**TASK INSTRUCTIONS:** From the data below, retype exactly the lines starting with the one that contains "use std::ops::Range;" and ending with the one that contains "let slice = &spectrum[range];", both included.
BEGIN
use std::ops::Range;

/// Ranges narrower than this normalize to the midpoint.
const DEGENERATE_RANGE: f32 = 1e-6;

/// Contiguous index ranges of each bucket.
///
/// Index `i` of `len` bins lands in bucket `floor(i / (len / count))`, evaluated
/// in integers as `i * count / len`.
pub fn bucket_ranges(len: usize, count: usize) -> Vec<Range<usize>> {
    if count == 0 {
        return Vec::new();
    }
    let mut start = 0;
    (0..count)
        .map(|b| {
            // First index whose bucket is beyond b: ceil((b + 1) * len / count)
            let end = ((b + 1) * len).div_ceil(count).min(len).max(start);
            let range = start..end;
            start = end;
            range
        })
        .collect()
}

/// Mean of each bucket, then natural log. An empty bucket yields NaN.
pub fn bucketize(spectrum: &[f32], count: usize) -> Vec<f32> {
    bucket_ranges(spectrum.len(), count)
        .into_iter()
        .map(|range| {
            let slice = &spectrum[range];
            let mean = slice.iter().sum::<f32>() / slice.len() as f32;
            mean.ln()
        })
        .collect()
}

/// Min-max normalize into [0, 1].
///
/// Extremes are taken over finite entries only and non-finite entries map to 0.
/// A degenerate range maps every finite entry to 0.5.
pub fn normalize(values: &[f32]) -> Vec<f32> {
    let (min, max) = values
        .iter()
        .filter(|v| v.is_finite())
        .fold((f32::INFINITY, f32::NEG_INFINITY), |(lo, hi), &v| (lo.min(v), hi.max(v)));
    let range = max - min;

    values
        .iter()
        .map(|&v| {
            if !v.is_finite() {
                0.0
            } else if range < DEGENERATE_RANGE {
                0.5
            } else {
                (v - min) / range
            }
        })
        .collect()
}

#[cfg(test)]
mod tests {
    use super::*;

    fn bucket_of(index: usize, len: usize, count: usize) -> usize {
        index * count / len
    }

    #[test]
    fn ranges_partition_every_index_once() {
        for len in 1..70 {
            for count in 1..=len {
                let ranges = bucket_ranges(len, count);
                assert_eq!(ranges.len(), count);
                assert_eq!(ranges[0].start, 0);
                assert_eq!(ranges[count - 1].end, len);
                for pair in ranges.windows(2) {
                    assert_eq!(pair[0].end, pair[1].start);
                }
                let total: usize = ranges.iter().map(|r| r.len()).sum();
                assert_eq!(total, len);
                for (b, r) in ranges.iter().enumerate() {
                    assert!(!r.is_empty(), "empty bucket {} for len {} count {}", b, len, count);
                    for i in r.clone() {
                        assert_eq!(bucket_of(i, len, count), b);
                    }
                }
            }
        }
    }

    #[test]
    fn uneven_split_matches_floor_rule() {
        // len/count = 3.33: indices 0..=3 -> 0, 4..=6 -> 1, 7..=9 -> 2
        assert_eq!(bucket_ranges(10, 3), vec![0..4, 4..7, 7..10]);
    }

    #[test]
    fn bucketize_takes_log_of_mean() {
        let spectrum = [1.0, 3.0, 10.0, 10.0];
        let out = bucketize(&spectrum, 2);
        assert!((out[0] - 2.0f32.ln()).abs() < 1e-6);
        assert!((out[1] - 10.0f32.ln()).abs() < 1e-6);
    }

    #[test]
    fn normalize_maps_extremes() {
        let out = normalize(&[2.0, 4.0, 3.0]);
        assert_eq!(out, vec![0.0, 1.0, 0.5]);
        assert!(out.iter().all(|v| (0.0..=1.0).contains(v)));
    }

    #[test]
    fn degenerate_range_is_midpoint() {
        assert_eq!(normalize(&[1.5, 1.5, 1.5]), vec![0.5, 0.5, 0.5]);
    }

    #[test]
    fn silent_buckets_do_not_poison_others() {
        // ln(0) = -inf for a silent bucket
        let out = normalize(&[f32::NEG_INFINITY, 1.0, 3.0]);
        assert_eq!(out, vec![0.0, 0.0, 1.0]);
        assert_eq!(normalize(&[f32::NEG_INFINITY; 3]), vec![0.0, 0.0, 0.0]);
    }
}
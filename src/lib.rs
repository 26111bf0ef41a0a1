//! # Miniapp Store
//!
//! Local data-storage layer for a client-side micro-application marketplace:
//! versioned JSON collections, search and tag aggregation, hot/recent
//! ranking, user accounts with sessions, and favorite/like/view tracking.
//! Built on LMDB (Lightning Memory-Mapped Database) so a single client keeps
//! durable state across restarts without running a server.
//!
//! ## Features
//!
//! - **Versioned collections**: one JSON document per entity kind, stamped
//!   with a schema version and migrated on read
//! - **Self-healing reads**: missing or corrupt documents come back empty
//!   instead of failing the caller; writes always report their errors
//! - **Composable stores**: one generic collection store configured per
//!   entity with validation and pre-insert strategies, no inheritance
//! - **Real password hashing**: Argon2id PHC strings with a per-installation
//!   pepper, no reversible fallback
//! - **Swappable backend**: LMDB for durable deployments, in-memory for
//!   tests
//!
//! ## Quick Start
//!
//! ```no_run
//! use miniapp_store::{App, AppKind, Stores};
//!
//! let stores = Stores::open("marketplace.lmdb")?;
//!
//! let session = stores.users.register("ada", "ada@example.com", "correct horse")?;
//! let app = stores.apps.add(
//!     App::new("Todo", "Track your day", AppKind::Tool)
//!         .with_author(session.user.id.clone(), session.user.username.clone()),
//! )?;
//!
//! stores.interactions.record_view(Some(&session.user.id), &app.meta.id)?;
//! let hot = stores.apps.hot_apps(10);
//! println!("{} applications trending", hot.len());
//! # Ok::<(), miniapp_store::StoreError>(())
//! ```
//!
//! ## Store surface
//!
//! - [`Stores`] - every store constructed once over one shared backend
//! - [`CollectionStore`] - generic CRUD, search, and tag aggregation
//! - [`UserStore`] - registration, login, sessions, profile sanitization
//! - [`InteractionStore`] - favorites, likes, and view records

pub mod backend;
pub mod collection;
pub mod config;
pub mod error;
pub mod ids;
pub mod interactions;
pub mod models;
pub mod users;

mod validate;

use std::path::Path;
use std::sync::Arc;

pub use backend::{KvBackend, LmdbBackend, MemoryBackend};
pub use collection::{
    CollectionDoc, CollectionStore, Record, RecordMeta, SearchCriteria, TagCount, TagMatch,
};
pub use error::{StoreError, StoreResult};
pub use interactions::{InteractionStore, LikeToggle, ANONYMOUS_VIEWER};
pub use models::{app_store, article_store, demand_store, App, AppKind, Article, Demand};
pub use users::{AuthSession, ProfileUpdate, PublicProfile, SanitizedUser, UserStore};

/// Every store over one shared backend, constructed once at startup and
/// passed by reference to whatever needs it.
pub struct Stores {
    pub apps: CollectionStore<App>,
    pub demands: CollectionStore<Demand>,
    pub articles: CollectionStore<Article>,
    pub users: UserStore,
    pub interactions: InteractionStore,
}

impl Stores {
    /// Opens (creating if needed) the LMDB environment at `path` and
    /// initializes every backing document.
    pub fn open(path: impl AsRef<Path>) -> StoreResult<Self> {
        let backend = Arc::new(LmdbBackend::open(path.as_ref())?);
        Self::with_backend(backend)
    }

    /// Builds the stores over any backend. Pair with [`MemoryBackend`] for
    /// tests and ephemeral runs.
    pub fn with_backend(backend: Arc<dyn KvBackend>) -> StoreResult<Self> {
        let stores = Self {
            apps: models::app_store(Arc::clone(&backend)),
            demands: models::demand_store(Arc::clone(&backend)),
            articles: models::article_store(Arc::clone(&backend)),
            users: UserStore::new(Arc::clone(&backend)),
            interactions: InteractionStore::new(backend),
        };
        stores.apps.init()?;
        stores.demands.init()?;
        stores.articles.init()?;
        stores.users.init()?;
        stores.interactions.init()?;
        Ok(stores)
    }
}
END
BEGIN
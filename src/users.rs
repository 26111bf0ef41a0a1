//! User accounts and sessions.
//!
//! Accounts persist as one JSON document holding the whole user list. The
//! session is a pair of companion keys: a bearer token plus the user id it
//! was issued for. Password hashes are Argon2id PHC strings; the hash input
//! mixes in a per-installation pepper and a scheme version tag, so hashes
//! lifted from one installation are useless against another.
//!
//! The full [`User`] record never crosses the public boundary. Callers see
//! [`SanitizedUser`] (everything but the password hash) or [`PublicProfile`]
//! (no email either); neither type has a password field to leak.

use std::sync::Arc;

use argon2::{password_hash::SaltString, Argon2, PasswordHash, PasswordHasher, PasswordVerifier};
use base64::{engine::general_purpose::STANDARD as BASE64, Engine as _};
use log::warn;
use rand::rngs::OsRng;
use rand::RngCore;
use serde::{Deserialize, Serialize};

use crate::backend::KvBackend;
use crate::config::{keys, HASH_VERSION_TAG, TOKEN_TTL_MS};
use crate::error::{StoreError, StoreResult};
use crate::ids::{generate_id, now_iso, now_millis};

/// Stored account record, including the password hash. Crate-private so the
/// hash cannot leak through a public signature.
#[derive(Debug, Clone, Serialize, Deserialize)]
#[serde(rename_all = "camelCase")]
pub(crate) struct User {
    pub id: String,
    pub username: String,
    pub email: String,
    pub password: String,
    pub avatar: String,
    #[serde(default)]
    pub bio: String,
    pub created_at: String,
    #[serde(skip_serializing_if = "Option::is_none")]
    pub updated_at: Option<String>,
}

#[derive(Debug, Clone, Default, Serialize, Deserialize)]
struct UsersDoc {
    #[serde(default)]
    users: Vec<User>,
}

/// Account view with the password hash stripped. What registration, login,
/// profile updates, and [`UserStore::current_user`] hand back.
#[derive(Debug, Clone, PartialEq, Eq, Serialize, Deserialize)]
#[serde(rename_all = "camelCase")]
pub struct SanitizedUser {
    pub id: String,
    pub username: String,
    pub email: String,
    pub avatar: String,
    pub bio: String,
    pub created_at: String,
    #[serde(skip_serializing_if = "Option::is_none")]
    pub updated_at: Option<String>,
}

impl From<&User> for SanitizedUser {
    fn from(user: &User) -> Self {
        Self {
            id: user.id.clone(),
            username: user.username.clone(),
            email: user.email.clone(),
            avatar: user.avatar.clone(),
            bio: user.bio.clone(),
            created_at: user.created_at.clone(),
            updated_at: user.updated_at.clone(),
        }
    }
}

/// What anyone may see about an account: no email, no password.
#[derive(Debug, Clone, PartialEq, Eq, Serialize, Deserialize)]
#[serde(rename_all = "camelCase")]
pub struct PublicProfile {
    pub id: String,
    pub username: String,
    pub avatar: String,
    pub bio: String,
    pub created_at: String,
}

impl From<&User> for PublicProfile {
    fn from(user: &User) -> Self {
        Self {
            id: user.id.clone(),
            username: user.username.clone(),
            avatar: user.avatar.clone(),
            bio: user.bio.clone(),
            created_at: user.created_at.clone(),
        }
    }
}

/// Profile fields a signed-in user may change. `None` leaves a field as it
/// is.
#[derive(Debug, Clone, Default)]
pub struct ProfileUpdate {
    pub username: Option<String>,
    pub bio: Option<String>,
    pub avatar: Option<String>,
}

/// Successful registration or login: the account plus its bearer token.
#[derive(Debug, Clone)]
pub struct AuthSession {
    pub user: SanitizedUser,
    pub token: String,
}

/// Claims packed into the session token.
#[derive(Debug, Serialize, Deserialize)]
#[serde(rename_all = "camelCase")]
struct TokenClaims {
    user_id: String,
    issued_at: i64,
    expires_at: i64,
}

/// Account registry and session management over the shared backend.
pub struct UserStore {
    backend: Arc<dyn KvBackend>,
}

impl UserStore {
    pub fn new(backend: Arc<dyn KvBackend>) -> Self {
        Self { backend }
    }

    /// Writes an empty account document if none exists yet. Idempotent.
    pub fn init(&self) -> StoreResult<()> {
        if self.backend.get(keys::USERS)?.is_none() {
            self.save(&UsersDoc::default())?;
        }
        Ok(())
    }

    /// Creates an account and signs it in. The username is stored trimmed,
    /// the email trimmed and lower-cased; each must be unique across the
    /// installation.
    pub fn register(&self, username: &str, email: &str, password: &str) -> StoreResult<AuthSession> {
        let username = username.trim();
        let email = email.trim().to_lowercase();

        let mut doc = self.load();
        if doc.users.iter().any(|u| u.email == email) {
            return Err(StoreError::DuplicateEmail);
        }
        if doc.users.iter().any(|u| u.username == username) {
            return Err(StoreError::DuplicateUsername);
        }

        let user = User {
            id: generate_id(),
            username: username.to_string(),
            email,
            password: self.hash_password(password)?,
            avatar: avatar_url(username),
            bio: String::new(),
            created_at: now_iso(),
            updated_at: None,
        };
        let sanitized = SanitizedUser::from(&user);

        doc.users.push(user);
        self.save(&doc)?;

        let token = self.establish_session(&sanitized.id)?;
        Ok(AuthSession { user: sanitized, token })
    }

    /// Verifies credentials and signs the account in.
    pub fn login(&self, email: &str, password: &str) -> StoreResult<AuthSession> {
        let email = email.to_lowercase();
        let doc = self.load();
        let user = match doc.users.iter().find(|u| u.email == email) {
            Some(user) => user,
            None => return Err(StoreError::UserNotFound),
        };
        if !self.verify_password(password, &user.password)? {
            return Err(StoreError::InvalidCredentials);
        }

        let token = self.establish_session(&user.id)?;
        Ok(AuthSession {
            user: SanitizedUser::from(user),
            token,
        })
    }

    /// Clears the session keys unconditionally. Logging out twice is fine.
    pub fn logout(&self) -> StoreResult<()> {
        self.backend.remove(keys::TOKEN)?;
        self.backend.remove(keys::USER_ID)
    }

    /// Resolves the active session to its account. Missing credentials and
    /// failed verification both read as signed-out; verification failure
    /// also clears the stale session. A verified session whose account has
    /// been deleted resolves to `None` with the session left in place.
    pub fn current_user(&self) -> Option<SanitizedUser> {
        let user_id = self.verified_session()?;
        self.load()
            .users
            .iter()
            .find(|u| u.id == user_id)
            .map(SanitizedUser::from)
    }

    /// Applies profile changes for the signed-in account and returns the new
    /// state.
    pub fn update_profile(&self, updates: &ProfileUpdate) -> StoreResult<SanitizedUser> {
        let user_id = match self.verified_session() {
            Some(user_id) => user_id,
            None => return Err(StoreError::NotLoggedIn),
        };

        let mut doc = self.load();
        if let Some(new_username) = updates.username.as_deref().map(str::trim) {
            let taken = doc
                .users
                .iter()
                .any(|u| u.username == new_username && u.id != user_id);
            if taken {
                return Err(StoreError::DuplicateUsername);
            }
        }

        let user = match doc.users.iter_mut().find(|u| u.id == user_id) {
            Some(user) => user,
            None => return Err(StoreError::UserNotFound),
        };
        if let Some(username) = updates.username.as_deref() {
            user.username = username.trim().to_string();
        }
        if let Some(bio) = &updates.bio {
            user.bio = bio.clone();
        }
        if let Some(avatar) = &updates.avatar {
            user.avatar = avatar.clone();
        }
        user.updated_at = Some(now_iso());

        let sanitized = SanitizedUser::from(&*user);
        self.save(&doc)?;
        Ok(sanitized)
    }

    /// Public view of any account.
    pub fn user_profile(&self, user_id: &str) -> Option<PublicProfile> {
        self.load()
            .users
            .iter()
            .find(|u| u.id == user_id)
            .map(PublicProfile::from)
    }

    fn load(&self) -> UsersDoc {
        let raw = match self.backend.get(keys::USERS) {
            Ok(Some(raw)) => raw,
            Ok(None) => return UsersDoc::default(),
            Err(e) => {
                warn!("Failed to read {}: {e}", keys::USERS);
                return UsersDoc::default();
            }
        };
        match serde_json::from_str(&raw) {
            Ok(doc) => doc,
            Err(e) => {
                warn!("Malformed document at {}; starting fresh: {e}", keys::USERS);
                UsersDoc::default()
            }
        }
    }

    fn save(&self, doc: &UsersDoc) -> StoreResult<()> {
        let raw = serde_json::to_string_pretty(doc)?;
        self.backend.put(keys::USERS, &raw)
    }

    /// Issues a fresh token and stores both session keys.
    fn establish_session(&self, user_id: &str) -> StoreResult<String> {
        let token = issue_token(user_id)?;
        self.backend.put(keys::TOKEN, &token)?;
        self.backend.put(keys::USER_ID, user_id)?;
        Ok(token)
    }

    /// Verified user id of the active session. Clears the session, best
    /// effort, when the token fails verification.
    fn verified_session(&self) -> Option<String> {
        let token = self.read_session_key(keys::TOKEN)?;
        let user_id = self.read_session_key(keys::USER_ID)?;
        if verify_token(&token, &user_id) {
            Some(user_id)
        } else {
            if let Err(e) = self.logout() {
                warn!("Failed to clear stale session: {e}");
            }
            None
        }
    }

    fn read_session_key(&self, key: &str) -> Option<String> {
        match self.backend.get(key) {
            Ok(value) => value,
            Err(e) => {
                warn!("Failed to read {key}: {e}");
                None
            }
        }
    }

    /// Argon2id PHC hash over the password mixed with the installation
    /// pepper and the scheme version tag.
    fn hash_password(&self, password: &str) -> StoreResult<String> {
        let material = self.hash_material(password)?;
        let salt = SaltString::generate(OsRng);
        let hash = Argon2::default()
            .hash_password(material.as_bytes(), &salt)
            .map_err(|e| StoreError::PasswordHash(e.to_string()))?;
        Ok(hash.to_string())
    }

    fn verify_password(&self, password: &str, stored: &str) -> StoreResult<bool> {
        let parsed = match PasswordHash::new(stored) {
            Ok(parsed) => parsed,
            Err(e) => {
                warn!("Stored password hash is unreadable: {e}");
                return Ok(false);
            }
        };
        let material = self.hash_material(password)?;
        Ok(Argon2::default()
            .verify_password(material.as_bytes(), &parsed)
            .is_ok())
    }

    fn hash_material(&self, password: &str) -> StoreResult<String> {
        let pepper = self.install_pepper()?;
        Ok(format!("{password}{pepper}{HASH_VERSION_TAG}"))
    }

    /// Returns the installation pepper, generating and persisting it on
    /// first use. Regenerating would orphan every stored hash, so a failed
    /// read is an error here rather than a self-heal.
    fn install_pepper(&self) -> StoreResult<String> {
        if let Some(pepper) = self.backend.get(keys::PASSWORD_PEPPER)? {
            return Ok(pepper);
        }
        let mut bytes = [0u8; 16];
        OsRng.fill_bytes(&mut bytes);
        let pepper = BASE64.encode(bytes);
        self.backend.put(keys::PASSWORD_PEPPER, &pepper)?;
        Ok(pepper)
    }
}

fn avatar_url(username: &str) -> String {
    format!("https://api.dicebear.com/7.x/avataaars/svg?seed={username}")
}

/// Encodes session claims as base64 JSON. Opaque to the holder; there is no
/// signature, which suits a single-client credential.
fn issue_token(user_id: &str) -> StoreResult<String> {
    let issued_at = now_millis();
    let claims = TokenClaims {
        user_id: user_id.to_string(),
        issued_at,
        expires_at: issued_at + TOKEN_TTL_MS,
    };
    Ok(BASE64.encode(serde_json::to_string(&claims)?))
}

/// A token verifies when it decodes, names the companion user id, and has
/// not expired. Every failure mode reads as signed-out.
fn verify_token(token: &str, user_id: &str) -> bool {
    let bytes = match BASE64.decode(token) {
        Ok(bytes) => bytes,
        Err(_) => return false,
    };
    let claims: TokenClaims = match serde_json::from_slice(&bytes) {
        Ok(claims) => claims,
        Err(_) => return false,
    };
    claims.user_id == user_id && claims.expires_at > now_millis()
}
END
**OUTPUT BELOW:**
use std::ops::Range;

/// Ranges narrower than this normalize to the midpoint.
const DEGENERATE_RANGE: f32 = 1e-6;

/// Contiguous index ranges of each bucket.
///
/// Index `i` of `len` bins lands in bucket `floor(i / (len / count))`, evaluated
/// in integers as `i * count / len`.
pub fn bucket_ranges(len: usize, count: usize) -> Vec<Range<usize>> {
    if count == 0 {
        return Vec::new();
    }
    let mut start = 0;
    (0..count)
        .map(|b| {
            // First index whose bucket is beyond b: ceil((b + 1) * len / count)
            let end = ((b + 1) * len).div_ceil(count).min(len).max(start);
            let range = start..end;
            start = end;
            range
        })
        .collect()
}

/// Mean of each bucket, then natural log. An empty bucket yields NaN.
pub fn bucketize(spectrum: &[f32], count: usize) -> Vec<f32> {
    bucket_ranges(spectrum.len(), count)
        .into_iter()
        .map(|range| {
            let slice = &spectrum[range];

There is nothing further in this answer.